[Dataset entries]
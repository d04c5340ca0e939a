use crate::codec::{
    CodecError, Decodable, Encodable, PduHeader, decode_cstring, decode_u8, encode_cstring,
    encode_u8,
};
use crate::datatypes::numeric_plan_indicator::NumericPlanIndicator;
use crate::datatypes::priority_flag::PriorityFlag;
use crate::datatypes::tlv::{Tlv, tags};
use crate::datatypes::{
    CommandId, CommandStatus, DataCoding, DestinationAddr, EsmClass, MessageId,
    ScheduleDeliveryTime, ServiceType, ShortMessage, SourceAddr, TypeOfNumber, ValidityPeriod,
};
use bytes::{Buf, BytesMut};
use std::io::Cursor;

/// This operation is used by an ESME to submit a short message to the SMSC for onward
/// transmission to a specified short message entity (SME). submit_sm does not support
/// the transaction message mode.
#[derive(Clone, Debug, PartialEq)]
pub struct SubmitSm {
    // pub command_length: u32,
    // pub command_id: CommandId::SubmitSm,
    pub command_status: CommandStatus,
    pub sequence_number: u32,

    // Mandatory parameters
    /// 4.4.1 service_type: Indicates the SMS Application service associated with the message.
    ///       Set to NULL if not applicable. Max length: 5 octets (6 with null terminator).
    pub service_type: ServiceType,

    /// 4.4.2 source_addr_ton: Type of Number for source address.
    pub source_addr_ton: TypeOfNumber,

    /// 4.4.3 source_addr_npi: Numbering Plan Indicator for source address.
    pub source_addr_npi: NumericPlanIndicator,

    /// 4.4.4 source_addr: Address of SME which originated this message.
    ///       Max length: 20 octets (21 with null terminator).
    pub source_addr: SourceAddr,

    /// 4.4.5 dest_addr_ton: Type of Number for destination address.
    pub dest_addr_ton: TypeOfNumber,

    /// 4.4.6 dest_addr_npi: Numbering Plan Indicator for destination address.
    pub dest_addr_npi: NumericPlanIndicator,

    /// 4.4.7 destination_addr: Destination address of this short message.
    ///       Max length: 20 octets (21 with null terminator).
    pub destination_addr: DestinationAddr,

    /// 4.4.8 esm_class: Indicates Message Mode and Message Type.
    pub esm_class: EsmClass,

    /// 4.4.9 protocol_id: Protocol Identifier. Network specific field.
    pub protocol_id: u8,

    /// 4.4.10 priority_flag: Designates the priority level of the message.
    pub priority_flag: PriorityFlag,

    /// 4.4.11 schedule_delivery_time: The scheduled time at which delivery should be
    ///        first attempted. Set to NULL for immediate delivery.
    pub schedule_delivery_time: ScheduleDeliveryTime,

    /// 4.4.12 validity_period: The validity period of this message. Set to NULL to
    ///        request the SMSC default validity period.
    pub validity_period: ValidityPeriod,

    /// 4.4.13 registered_delivery: Indicator to signify if an SMSC delivery receipt or
    ///        SME originated acknowledgment is required.
    pub registered_delivery: u8,

    /// 4.4.14 replace_if_present_flag: Indicator to signify if the submitted message
    ///        should replace an existing message.
    pub replace_if_present_flag: u8,

    /// 4.4.15 data_coding: Defines the encoding scheme of the short message user data.
    pub data_coding: DataCoding,

    /// 4.4.16 sm_default_msg_id: Indicates a predefined message from a list stored on
    ///        the SMSC. Set to 0 if not using a canned message.
    pub sm_default_msg_id: u8,

    /// 4.4.17 sm_length: Length in octets of the short_message user data parameter.
    ///        Range: 0 to 254 octets. Must not be set if message_payload is used.
    pub sm_length: u8,

    /// 4.4.18 short_message: Up to 254 octets of short message user data.
    pub short_message: ShortMessage,

    // Optional parameters (TLV format)
    /// User Message Reference TLV (0x0204): ESME assigned message reference number.
    pub user_message_reference: Option<Tlv>,

    /// Source Port TLV (0x020A): Application port number associated with the source address.
    pub source_port: Option<Tlv>,

    /// Source Address Subunit TLV (0x020B): Originating subunit on a mobile station.
    pub source_addr_submit: Option<Tlv>,

    /// Destination Port TLV (0x020C): Application port number associated with the
    /// destination address.
    pub destination_port: Option<Tlv>,

    /// Destination Address Subunit TLV (0x020D): Terminating subunit on a mobile station.
    pub dest_addr_submit: Option<Tlv>,

    /// SAR Message Reference Number TLV (0x020E): Reference number for a particular
    /// concatenated short message.
    pub sar_msg_ref_num: Option<Tlv>,

    /// SAR Total Segments TLV (0x020F): Total number of short messages within the
    /// concatenated short message.
    pub sar_total_segments: Option<Tlv>,

    /// SAR Segment Sequence Number TLV (0x0210): Sequence number of a particular short
    /// message within the concatenated short message.
    pub sar_segment_seqnum: Option<Tlv>,

    /// More Messages to Send TLV (0x0426): Indicates that there are more messages to
    /// follow for the destination SME.
    pub more_messages_to_send: Option<Tlv>,

    /// Payload Type TLV (0x0019): Defines the type of payload carried in message_payload.
    pub payload_type: Option<Tlv>,

    /// Message Payload TLV (0x0424): Contains the extended short message user data.
    /// Must not be specified when sm_length and short_message contain data.
    pub message_payload: Option<Tlv>,

    /// Privacy Indicator TLV (0x0201): Indicates the level of privacy associated with
    /// the message.
    pub privacy_indicator: Option<Tlv>,

    /// Callback Number TLV (0x0381): A callback number associated with the short message.
    pub callback_num: Option<Tlv>,

    /// Callback Number Presentation Indicator TLV (0x0302): Controls the presentation
    /// indication and screening of the callback number.
    pub callback_num_pres_ind: Option<Tlv>,

    /// Callback Number Atag TLV (0x0303): Associates an alphanumeric tag with the
    /// callback number.
    pub callback_num_atag: Option<Tlv>,

    /// Source Subaddress TLV (0x0202): The subaddress of the message originator.
    pub source_subaddress: Option<Tlv>,

    /// Destination Subaddress TLV (0x0203): The subaddress of the message destination.
    pub dest_subaddress: Option<Tlv>,

    /// Display Time TLV (0x1201): Associates a display time with the short message on
    /// the handset.
    pub display_time: Option<Tlv>,

    /// SMS Signal TLV (0x1203): Alerts a mobile station with a pre-defined alert tone.
    pub sms_signal: Option<Tlv>,

    /// MS Validity TLV (0x1204): Indicates how long the message remains valid on the
    /// mobile station.
    pub ms_validity: Option<Tlv>,

    /// MS Message Wait Facilities TLV (0x1205): Indicates to the MS the presence of
    /// one or more waiting messages on the SMSC.
    pub ms_msg_wait_facilities: Option<Tlv>,

    /// Number of Messages TLV (0x0205): Indicates the number of messages stored in a
    /// mailbox, used in voicemail notification applications.
    pub number_of_messages: Option<Tlv>,

    /// Alert on Message Delivery TLV (0x130C): Instructs the mobile station to alert
    /// the user upon message delivery.
    pub alert_on_msg_delivery: Option<Tlv>,

    /// Language Indicator TLV (0x000D): Indicates the language of the short message.
    pub language_indicator: Option<Tlv>,

    /// ITS Reply Type TLV (0x1380): Controls the MS user's reply method to an SMS
    /// delivery message received from the network.
    pub its_reply_type: Option<Tlv>,

    /// ITS Session Info TLV (0x1383): Session control information for Interactive
    /// Teleservice.
    pub its_session_info: Option<Tlv>,

    /// USSD Service Op TLV (0x0501): USSD Service Operation for interworking with USSD.
    pub ussd_service_op: Option<Tlv>,
}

YOUR INSTRUCTIONS:
Copy the whole of the data above exactly.

ANSWER SPACE:
repository d04c5340ca0e939a
use crate::codec::{
    CodecError, Decodable, Encodable, PduHeader, decode_cstring, decode_u8, encode_cstring,
    encode_u8,
};
use crate::datatypes::numeric_plan_indicator::NumericPlanIndicator;
use crate::datatypes::priority_flag::PriorityFlag;
use crate::datatypes::tlv::{Tlv, tags};
use crate::datatypes::{
    CommandId, CommandStatus, DataCoding, DestinationAddr, EsmClass, MessageId,
    ScheduleDeliveryTime, ServiceType, ShortMessage, SourceAddr, TypeOfNumber, ValidityPeriod,
};
use bytes::{Buf, BytesMut};
use std::io::Cursor;

/// This operation is used by an ESME to submit a short message to the SMSC for onward
/// transmission to a specified short message entity (SME). submit_sm does not support
/// the transaction message mode.
#[derive(Clone, Debug, PartialEq)]
pub struct SubmitSm {
    // pub command_length: u32,
    // pub command_id: CommandId::SubmitSm,
    pub command_status: CommandStatus,
    pub sequence_number: u32,

    // Mandatory parameters
    /// 4.4.1 service_type: Indicates the SMS Application service associated with the message.
    ///       Set to NULL if not applicable. Max length: 5 octets (6 with null terminator).
    pub service_type: ServiceType,

    /// 4.4.2 source_addr_ton: Type of Number for source address.
    pub source_addr_ton: TypeOfNumber,

    /// 4.4.3 source_addr_npi: Numbering Plan Indicator for source address.
    pub source_addr_npi: NumericPlanIndicator,

    /// 4.4.4 source_addr: Address of SME which originated this message.
    ///       Max length: 20 octets (21 with null terminator).
    pub source_addr: SourceAddr,

    /// 4.4.5 dest_addr_ton: Type of Number for destination address.
    pub dest_addr_ton: TypeOfNumber,

    /// 4.4.6 dest_addr_npi: Numbering Plan Indicator for destination address.
    pub dest_addr_npi: NumericPlanIndicator,

    /// 4.4.7 destination_addr: Destination address of this short message.
    ///       Max length: 20 octets (21 with null terminator).
    pub destination_addr: DestinationAddr,

    /// 4.4.8 esm_class: Indicates Message Mode and Message Type.
    pub esm_class: EsmClass,

    /// 4.4.9 protocol_id: Protocol Identifier. Network specific field.
    pub protocol_id: u8,

    /// 4.4.10 priority_flag: Designates the priority level of the message.
    pub priority_flag: PriorityFlag,

    /// 4.4.11 schedule_delivery_time: The scheduled time at which delivery should be
    ///        first attempted. Set to NULL for immediate delivery.
    pub schedule_delivery_time: ScheduleDeliveryTime,

    /// 4.4.12 validity_period: The validity period of this message. Set to NULL to
    ///        request the SMSC default validity period.
    pub validity_period: ValidityPeriod,

    /// 4.4.13 registered_delivery: Indicator to signify if an SMSC delivery receipt or
    ///        SME originated acknowledgment is required.
    pub registered_delivery: u8,

    /// 4.4.14 replace_if_present_flag: Indicator to signify if the submitted message
    ///        should replace an existing message.
    pub replace_if_present_flag: u8,

    /// 4.4.15 data_coding: Defines the encoding scheme of the short message user data.
    pub data_coding: DataCoding,

    /// 4.4.16 sm_default_msg_id: Indicates a predefined message from a list stored on
    ///        the SMSC. Set to 0 if not using a canned message.
    pub sm_default_msg_id: u8,

    /// 4.4.17 sm_length: Length in octets of the short_message user data parameter.
    ///        Range: 0 to 254 octets. Must not be set if message_payload is used.
    pub sm_length: u8,

    /// 4.4.18 short_message: Up to 254 octets of short message user data.
    pub short_message: ShortMessage,

    // Optional parameters (TLV format)
    /// User Message Reference TLV (0x0204): ESME assigned message reference number.
    pub user_message_reference: Option<Tlv>,

    /// Source Port TLV (0x020A): Application port number associated with the source address.
    pub source_port: Option<Tlv>,

    /// Source Address Subunit TLV (0x020B): Originating subunit on a mobile station.
    pub source_addr_submit: Option<Tlv>,

    /// Destination Port TLV (0x020C): Application port number associated with the
    /// destination address.
    pub destination_port: Option<Tlv>,

    /// Destination Address Subunit TLV (0x020D): Terminating subunit on a mobile station.
    pub dest_addr_submit: Option<Tlv>,

    /// SAR Message Reference Number TLV (0x020E): Reference number for a particular
    /// concatenated short message.
    pub sar_msg_ref_num: Option<Tlv>,

    /// SAR Total Segments TLV (0x020F): Total number of short messages within the
    /// concatenated short message.
    pub sar_total_segments: Option<Tlv>,

    /// SAR Segment Sequence Number TLV (0x0210): Sequence number of a particular short
    /// message within the concatenated short message.
    pub sar_segment_seqnum: Option<Tlv>,

    /// More Messages to Send TLV (0x0426): Indicates that there are more messages to
    /// follow for the destination SME.
    pub more_messages_to_send: Option<Tlv>,

    /// Payload Type TLV (0x0019): Defines the type of payload carried in message_payload.
    pub payload_type: Option<Tlv>,

    /// Message Payload TLV (0x0424): Contains the extended short message user data.
    /// Must not be specified when sm_length and short_message contain data.
    pub message_payload: Option<Tlv>,

    /// Privacy Indicator TLV (0x0201): Indicates the level of privacy associated with
    /// the message.
    pub privacy_indicator: Option<Tlv>,

    /// Callback Number TLV (0x0381): A callback number associated with the short message.
    pub callback_num: Option<Tlv>,

    /// Callback Number Presentation Indicator TLV (0x0302): Controls the presentation
    /// indication and screening of the callback number.
    pub callback_num_pres_ind: Option<Tlv>,

    /// Callback Number Atag TLV (0x0303): Associates an alphanumeric tag with the
    /// callback number.
    pub callback_num_atag: Option<Tlv>,

    /// Source Subaddress TLV (0x0202): The subaddress of the message originator.
    pub source_subaddress: Option<Tlv>,

    /// Destination Subaddress TLV (0x0203): The subaddress of the message destination.
    pub dest_subaddress: Option<Tlv>,

    /// Display Time TLV (0x1201): Associates a display time with the short message on
    /// the handset.
    pub display_time: Option<Tlv>,

    /// SMS Signal TLV (0x1203): Alerts a mobile station with a pre-defined alert tone.
    pub sms_signal: Option<Tlv>,

    /// MS Validity TLV (0x1204): Indicates how long the message remains valid on the
    /// mobile station.
    pub ms_validity: Option<Tlv>,

    /// MS Message Wait Facilities TLV (0x1205): Indicates to the MS the presence of
    /// one or more waiting messages on the SMSC.
    pub ms_msg_wait_facilities: Option<Tlv>,

    /// Number of Messages TLV (0x0205): Indicates the number of messages stored in a
    /// mailbox, used in voicemail notification applications.
    pub number_of_messages: Option<Tlv>,

    /// Alert on Message Delivery TLV (0x130C): Instructs the mobile station to alert
    /// the user upon message delivery.
    pub alert_on_msg_delivery: Option<Tlv>,

    /// Language Indicator TLV (0x000D): Indicates the language of the short message.
    pub language_indicator: Option<Tlv>,

    /// ITS Reply Type TLV (0x1380): Controls the MS user's reply method to an SMS
    /// delivery message received from the network.
    pub its_reply_type: Option<Tlv>,

    /// ITS Session Info TLV (0x1383): Session control information for Interactive
    /// Teleservice.
    pub its_session_info: Option<Tlv>,

    /// USSD Service Op TLV (0x0501): USSD Service Operation for interworking with USSD.
    pub ussd_service_op: Option<Tlv>,
}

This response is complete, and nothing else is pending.